§ EXERCISE DETAILS
Only lines holding "struct" are wanted; copy each of them from the records below.

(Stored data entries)
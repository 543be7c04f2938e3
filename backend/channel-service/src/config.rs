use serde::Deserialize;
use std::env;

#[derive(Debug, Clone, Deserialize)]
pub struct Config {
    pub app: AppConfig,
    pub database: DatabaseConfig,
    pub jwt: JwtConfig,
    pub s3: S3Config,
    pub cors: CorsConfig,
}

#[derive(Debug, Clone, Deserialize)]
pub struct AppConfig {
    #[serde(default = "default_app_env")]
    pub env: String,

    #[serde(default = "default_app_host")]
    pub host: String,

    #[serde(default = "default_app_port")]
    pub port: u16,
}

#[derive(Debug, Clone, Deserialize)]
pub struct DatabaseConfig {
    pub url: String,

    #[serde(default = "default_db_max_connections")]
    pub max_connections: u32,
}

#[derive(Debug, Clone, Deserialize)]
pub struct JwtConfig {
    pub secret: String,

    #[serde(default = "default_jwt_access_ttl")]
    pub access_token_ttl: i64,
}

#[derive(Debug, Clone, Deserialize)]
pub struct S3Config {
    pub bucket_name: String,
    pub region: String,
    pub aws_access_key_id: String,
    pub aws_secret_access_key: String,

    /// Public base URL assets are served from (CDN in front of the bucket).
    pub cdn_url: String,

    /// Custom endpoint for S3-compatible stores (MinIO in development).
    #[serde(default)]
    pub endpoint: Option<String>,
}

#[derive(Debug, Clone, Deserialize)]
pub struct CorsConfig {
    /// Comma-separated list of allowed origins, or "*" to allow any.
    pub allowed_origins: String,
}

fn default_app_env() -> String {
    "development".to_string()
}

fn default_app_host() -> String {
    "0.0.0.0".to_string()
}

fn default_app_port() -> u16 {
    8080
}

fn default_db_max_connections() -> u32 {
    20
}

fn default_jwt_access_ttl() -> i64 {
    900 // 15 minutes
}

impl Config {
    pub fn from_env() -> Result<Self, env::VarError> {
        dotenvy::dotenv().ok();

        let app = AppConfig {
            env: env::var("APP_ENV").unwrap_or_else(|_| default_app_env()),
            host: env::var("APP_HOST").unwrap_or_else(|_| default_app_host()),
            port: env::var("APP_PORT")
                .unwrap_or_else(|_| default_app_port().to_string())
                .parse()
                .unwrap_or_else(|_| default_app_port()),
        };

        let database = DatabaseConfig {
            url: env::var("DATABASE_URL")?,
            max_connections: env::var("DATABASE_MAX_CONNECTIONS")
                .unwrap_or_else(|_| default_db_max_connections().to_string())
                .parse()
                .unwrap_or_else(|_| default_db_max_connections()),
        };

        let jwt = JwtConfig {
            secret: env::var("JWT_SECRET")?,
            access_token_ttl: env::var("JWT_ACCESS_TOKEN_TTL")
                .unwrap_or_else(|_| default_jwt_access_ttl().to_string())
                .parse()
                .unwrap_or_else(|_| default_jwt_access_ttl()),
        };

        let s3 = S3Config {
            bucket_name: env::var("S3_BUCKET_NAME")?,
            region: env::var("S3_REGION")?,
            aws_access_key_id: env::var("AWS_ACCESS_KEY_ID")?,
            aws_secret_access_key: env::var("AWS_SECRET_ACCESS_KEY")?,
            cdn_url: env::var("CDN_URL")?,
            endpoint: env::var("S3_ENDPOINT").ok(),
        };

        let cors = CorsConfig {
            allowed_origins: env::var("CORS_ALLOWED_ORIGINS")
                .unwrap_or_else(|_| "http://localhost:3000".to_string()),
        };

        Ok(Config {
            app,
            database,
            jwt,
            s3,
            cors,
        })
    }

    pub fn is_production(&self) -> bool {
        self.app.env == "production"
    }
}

==

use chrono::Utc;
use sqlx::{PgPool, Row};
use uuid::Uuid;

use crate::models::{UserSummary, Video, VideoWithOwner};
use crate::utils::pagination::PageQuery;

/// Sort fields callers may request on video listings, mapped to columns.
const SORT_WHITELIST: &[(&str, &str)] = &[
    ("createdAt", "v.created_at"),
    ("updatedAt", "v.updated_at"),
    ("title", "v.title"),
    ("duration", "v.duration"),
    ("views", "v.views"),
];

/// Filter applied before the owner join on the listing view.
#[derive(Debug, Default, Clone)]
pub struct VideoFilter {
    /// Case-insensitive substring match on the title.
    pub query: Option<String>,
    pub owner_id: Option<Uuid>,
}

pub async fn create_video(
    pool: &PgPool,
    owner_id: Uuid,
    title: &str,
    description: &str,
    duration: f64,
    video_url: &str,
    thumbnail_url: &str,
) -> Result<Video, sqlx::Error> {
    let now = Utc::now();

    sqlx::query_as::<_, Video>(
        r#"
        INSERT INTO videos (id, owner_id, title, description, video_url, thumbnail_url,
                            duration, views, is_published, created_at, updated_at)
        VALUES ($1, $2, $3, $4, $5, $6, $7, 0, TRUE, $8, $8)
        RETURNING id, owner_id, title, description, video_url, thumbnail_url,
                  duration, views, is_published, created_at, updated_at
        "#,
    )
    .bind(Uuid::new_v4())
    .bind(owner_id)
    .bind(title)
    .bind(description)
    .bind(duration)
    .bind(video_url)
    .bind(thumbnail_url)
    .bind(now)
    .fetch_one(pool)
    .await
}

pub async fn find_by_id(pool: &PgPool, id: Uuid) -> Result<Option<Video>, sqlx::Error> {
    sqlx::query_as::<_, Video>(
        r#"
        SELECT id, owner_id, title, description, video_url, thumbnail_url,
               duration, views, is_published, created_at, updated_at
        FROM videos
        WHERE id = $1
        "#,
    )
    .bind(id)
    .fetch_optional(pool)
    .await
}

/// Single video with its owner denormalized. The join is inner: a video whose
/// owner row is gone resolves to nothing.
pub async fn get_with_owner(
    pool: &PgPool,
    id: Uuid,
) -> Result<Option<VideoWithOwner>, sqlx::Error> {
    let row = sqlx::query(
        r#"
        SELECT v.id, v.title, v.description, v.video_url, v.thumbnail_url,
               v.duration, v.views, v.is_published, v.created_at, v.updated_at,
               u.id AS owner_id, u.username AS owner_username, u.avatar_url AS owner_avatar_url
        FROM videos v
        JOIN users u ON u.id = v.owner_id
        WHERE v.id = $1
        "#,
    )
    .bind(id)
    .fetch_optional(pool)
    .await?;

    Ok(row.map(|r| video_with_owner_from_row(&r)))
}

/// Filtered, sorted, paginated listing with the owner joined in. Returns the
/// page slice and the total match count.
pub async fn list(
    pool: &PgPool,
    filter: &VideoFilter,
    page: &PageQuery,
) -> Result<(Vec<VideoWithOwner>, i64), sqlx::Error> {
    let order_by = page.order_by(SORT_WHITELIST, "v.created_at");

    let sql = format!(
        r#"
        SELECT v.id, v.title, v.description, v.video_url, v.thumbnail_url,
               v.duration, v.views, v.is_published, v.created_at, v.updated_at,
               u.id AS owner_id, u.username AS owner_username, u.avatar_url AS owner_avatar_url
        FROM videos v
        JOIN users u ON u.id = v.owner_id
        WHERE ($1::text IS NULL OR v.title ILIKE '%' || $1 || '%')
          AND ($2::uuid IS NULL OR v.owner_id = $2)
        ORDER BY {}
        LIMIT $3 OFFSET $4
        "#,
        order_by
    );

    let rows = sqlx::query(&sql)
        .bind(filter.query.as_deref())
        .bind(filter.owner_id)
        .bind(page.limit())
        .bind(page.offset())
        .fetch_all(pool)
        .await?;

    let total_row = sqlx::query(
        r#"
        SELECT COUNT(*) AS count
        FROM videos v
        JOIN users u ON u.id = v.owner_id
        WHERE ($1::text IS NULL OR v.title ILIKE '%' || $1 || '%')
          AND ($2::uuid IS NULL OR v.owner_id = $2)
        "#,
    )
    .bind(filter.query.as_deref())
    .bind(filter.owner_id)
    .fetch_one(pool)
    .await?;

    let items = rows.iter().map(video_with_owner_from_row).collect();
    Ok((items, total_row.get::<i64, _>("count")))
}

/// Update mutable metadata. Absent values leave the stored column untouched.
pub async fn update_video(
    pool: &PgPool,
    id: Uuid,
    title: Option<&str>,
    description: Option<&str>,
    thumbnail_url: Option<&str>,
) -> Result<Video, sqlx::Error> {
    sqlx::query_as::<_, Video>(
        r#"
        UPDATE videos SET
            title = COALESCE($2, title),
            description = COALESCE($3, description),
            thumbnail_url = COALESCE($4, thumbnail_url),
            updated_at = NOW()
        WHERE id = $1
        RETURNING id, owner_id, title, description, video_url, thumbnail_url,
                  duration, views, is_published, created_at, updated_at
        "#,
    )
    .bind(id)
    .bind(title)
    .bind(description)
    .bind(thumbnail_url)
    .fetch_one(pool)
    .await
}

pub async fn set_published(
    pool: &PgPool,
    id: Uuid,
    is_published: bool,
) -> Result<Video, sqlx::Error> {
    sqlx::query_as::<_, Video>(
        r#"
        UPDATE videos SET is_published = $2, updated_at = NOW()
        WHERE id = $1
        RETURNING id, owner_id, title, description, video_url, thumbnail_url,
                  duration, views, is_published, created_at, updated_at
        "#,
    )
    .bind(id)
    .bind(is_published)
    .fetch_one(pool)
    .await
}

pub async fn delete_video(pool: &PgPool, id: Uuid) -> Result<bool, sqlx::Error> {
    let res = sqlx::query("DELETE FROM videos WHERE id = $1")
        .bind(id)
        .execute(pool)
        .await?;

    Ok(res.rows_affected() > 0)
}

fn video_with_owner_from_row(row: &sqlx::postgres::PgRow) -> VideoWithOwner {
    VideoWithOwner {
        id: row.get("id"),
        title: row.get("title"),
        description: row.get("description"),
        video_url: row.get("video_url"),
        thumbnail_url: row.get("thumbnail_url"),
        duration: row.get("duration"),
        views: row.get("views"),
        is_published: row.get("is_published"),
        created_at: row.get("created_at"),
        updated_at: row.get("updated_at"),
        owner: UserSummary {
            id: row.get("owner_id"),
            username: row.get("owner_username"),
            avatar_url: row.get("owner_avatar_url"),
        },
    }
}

§ RESULT OF THE EXERCISE
pub struct Config {
pub struct AppConfig {
pub struct DatabaseConfig {
pub struct JwtConfig {
pub struct S3Config {
pub struct CorsConfig {
pub struct VideoFilter {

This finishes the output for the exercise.